Robert Heller heller at deepsoft.com
Sat Jul 30 17:45:15 UTC 2011


At Sat, 30 Jul 2011 12:55:33 -0400 CentOS mailing list <centos at centos.org> wrote:

> 
> 
> Hi list,
> I am having a debate with one of my clients where I administer their 
> domain and storage server but the website is hosted by godaddy.
> thus www.mydomain.org goes to one of godaddy's servers but the 
> mydomain.org and mail.mydomain.org and ns1.mydomain.org all go elsewhere.
> 
> My website designer has been convinced by the godaddy web design team 
> that we should
> <quote>
> 
> Again, the standard practice in the industry is for name.org and
> www.name.org to be "tied" together. The primary domain is mydomain.org and you
> have it while the church's web site is using the sub domain, www.mydomain.org.
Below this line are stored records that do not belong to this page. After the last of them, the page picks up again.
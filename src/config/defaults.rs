//! Built-in defaults (lowest layer)

use serde::{Deserialize, Serialize};

/// Log filter used when nothing else is configured. Only warnings and
/// errors reach stderr so hosts that capture it stay quiet.
pub const DEFAULT_LOG_FILTER: &str = "warn";

/// Output format for diagnostic logs.
#[derive(Debug, Clone, Copy, Default, PartialEq, Eq, Serialize, Deserialize)]
#[serde(rename_all = "lowercase")]
pub enum LogFormat {
    #[default]
    Text,
    Json,
}

/// Logging section.
#[derive(Debug, Clone, PartialEq, Eq, Serialize, Deserialize)]
#[serde(default)]
pub struct LoggingConfig {
    /// `tracing` EnvFilter directive.
    pub filter: String,
    pub format: LogFormat,
}

impl Default for LoggingConfig {
    fn default() -> Self {
        Self {
            filter: DEFAULT_LOG_FILTER.to_string(),
            format: LogFormat::Text,
        }
    }
}

impl LoggingConfig {
    /// Convert to JSON Value for merging
    pub fn to_value(&self) -> serde_json::Value {
        serde_json::json!({
            "logging": {
                "filter": self.filter,
                "format": self.format,
            }
        })
    }
}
I
> have been on the phone with tech support and they say that out of close to 1
> million web site hosting customers, NOBODY purposely separates the two. We
> will run into these issues every time someone tries to create a form, new
> navigation and potentially new pages, according to Godaddy.
> PLEASE create a sub-domain for your server that is not mydomain.org and,
> transfer mydomain.org into the new godaddy account we just set up for the new
> web site.
> 
> </quote>
> I have never heard this before, and have not had any problems with any 
> other clients until this client hooked up with godaddy for their website.
> Anyone out there that can shed some light on this?
> Do most domains keep the Top Level Domain (TLD)  the same as the www.TLD?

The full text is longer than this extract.